══ STORED DATA
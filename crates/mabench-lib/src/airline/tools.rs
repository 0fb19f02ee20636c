//! Airline operations and their typed arguments.

use super::db::{AirlineDb, BookingStatus, Cabin, FlightStatus, MAX_BAGS};
use crate::backend::{ToolKind, ToolRegistry};
use crate::error::{DomainError, RegistryError};
use serde::Deserialize;
use serde_json::{json, Value};
use tracing::debug;

/// Fee per checked bag beyond the membership allowance.
pub const BAG_FEE: u32 = 35;

/// Operation names of the airline domain.
pub mod names {
    pub const GET_PASSENGER_DETAILS: &str = "get_passenger_details";
    pub const SEARCH_FLIGHTS: &str = "search_flights";
    pub const GET_FLIGHT_STATUS: &str = "get_flight_status";
    pub const GET_BOOKING_DETAILS: &str = "get_booking_details";
    pub const BOOK_FLIGHT: &str = "book_flight";
    pub const CANCEL_BOOKING: &str = "cancel_booking";
    pub const UPDATE_BAGGAGE: &str = "update_baggage";
    pub const THINK: &str = "think";
    pub const TRANSFER_TO_HUMAN_AGENTS: &str = "transfer_to_human_agents";
}

#[derive(Debug, Deserialize)]
pub struct PassengerArgs {
    pub passenger_id: u64,
}

#[derive(Debug, Deserialize)]
pub struct SearchFlightsArgs {
    pub origin: String,
    pub destination: String,
    #[serde(default)]
    pub date: Option<String>,
}

#[derive(Debug, Deserialize)]
pub struct FlightArgs {
    pub flight: String,
}

#[derive(Debug, Deserialize)]
pub struct BookingArgs {
    pub booking_id: String,
}

#[derive(Debug, Deserialize)]
pub struct BookFlightArgs {
    pub passenger_id: u64,
    pub flight: String,
    #[serde(default)]
    pub cabin: Cabin,
}

#[derive(Debug, Deserialize)]
pub struct UpdateBaggageArgs {
    pub booking_id: String,
    pub bags: u32,
}

#[derive(Debug, Deserialize)]
pub struct ThinkArgs {
    pub thought: String,
}

#[derive(Debug, Deserialize)]
pub struct TransferArgs {
    pub summary: String,
}

/// Build the closed registry of airline operations.
pub fn registry() -> Result<ToolRegistry<AirlineDb>, RegistryError> {
    let mut registry = ToolRegistry::new();
    registry
        .register(
            names::GET_PASSENGER_DETAILS,
            ToolKind::Read,
            "Get a passenger profile and their bookings.",
            get_passenger_details,
        )?
        .register(
            names::SEARCH_FLIGHTS,
            ToolKind::Read,
            "Search direct flights between two airports, optionally on a date.",
            search_flights,
        )?
        .register(
            names::GET_FLIGHT_STATUS,
            ToolKind::Read,
            "Get the status and remaining seats of a flight.",
            get_flight_status,
        )?
        .register(
            names::GET_BOOKING_DETAILS,
            ToolKind::Read,
            "Get the details of a booking.",
            get_booking_details,
        )?
        .register(
            names::BOOK_FLIGHT,
            ToolKind::Write,
            "Book a seat on a flight for a passenger.",
            book_flight,
        )?
        .register(
            names::CANCEL_BOOKING,
            ToolKind::Write,
            "Cancel a confirmed booking and release its seat.",
            cancel_booking,
        )?
        .register(
            names::UPDATE_BAGGAGE,
            ToolKind::Write,
            "Set the number of checked bags on a booking.",
            update_baggage,
        )?
        .register(
            names::THINK,
            ToolKind::Read,
            "Reason about the conversation. Does not change anything.",
            |_: &mut AirlineDb, _: ThinkArgs| Ok(json!("")),
        )?
        .register(
            names::TRANSFER_TO_HUMAN_AGENTS,
            ToolKind::Terminal,
            "Hand the conversation over to a human agent. Ends the session.",
            |_: &mut AirlineDb, args: TransferArgs| {
                debug!(summary = %args.summary, "Transferring to human agents");
                Ok(json!("Transfer successful"))
            },
        )?;
    Ok(registry)
}

fn get_passenger_details(db: &mut AirlineDb, args: PassengerArgs) -> Result<Value, DomainError> {
    let passenger = db.passenger(args.passenger_id)?;
    let bookings: Vec<&str> = db
        .bookings
        .iter()
        .filter(|b| b.passenger_id == passenger.id)
        .map(|b| b.id.as_str())
        .collect();
    Ok(json!({
        "passenger_id": passenger.id,
        "name": passenger.name,
        "email": passenger.email,
        "membership": passenger.membership,
        "bookings": bookings,
    }))
}

fn search_flights(db: &mut AirlineDb, args: SearchFlightsArgs) -> Result<Value, DomainError> {
    let flights: Vec<Value> = db
        .flights
        .iter()
        .filter(|f| f.origin.eq_ignore_ascii_case(&args.origin))
        .filter(|f| f.destination.eq_ignore_ascii_case(&args.destination))
        .filter(|f| args.date.as_deref().map_or(true, |date| f.date == date))
        .map(|f| {
            json!({
                "flight": f.number,
                "date": f.date,
                "status": f.status,
                "seats_available": f.seats_available,
                "price": f.price,
            })
        })
        .collect();
    Ok(Value::Array(flights))
}

fn get_flight_status(db: &mut AirlineDb, args: FlightArgs) -> Result<Value, DomainError> {
    let flight = db.flight(&args.flight)?;
    Ok(json!({
        "flight": flight.number,
        "status": flight.status,
        "seats_available": flight.seats_available,
    }))
}

fn get_booking_details(db: &mut AirlineDb, args: BookingArgs) -> Result<Value, DomainError> {
    let booking = db.booking(&args.booking_id)?;
    serde_json::to_value(booking).map_err(|e| DomainError::new(e.to_string()))
}

fn book_flight(db: &mut AirlineDb, args: BookFlightArgs) -> Result<Value, DomainError> {
    // All checks happen before the first write.
    let passenger_id = db.passenger(args.passenger_id)?.id;
    let flight = db.flight(&args.flight)?;
    if !flight.status.is_bookable() {
        return Err(DomainError::new(format!(
            "flight {} is {} and cannot be booked",
            flight.number, flight.status
        )));
    }
    if flight.seats_available == 0 {
        return Err(DomainError::new(format!(
            "no seats left on flight {}",
            flight.number
        )));
    }
    let number = flight.number.clone();
    if db.bookings.iter().any(|b| {
        b.passenger_id == passenger_id
            && b.flight.eq_ignore_ascii_case(&number)
            && b.status == BookingStatus::Confirmed
    }) {
        return Err(DomainError::new(format!(
            "passenger {passenger_id} already has a booking on flight {number}"
        )));
    }

    let id = db.allocate_booking_id()?;
    db.flight_mut(&number)?.seats_available -= 1;
    db.bookings.push(super::db::Booking {
        id: id.clone(),
        passenger_id,
        flight: number.clone(),
        cabin: args.cabin,
        bags: 0,
        status: BookingStatus::Confirmed,
    });
    debug!(booking_id = %id, flight = %number, passenger_id, "Booked flight");

    Ok(json!({
        "booking_id": id,
        "status": "confirmed",
        "passenger_id": passenger_id,
        "flight": number,
        "cabin": args.cabin,
    }))
}

fn cancel_booking(db: &mut AirlineDb, args: BookingArgs) -> Result<Value, DomainError> {
    let booking = db.booking(&args.booking_id)?;
    if booking.status == BookingStatus::Cancelled {
        return Err(DomainError::new(format!(
            "booking {} is already cancelled",
            booking.id
        )));
    }
    let number = booking.flight.clone();
    if db.flight(&number)?.status == FlightStatus::Landed {
        return Err(DomainError::new(format!(
            "flight {number} has landed; booking {} cannot be cancelled",
            args.booking_id
        )));
    }

    db.booking_mut(&args.booking_id)?.status = BookingStatus::Cancelled;
    db.flight_mut(&number)?.seats_available += 1;
    debug!(booking_id = %args.booking_id, "Cancelled booking");

    Ok(json!({
        "booking_id": args.booking_id,
        "status": "cancelled",
    }))
}

fn update_baggage(db: &mut AirlineDb, args: UpdateBaggageArgs) -> Result<Value, DomainError> {
    let booking = db.booking(&args.booking_id)?;
    if booking.status != BookingStatus::Confirmed {
        return Err(DomainError::new(format!(
            "booking {} is not active",
            booking.id
        )));
    }
    if args.bags > MAX_BAGS {
        return Err(DomainError::new(format!(
            "at most {MAX_BAGS} bags are allowed per booking"
        )));
    }
    let free = db.passenger(booking.passenger_id)?.membership.free_bags();
    let fee = args.bags.saturating_sub(free) * BAG_FEE;

    db.booking_mut(&args.booking_id)?.bags = args.bags;

    Ok(json!({
        "booking_id": args.booking_id,
        "bags": args.bags,
        "fee": fee,
    }))
}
════
In the listing above, locate each line with "summary" and copy it.

**YOUR RESPONSE**
    pub summary: String,
                debug!(summary = %args.summary, "Transferring to human agents");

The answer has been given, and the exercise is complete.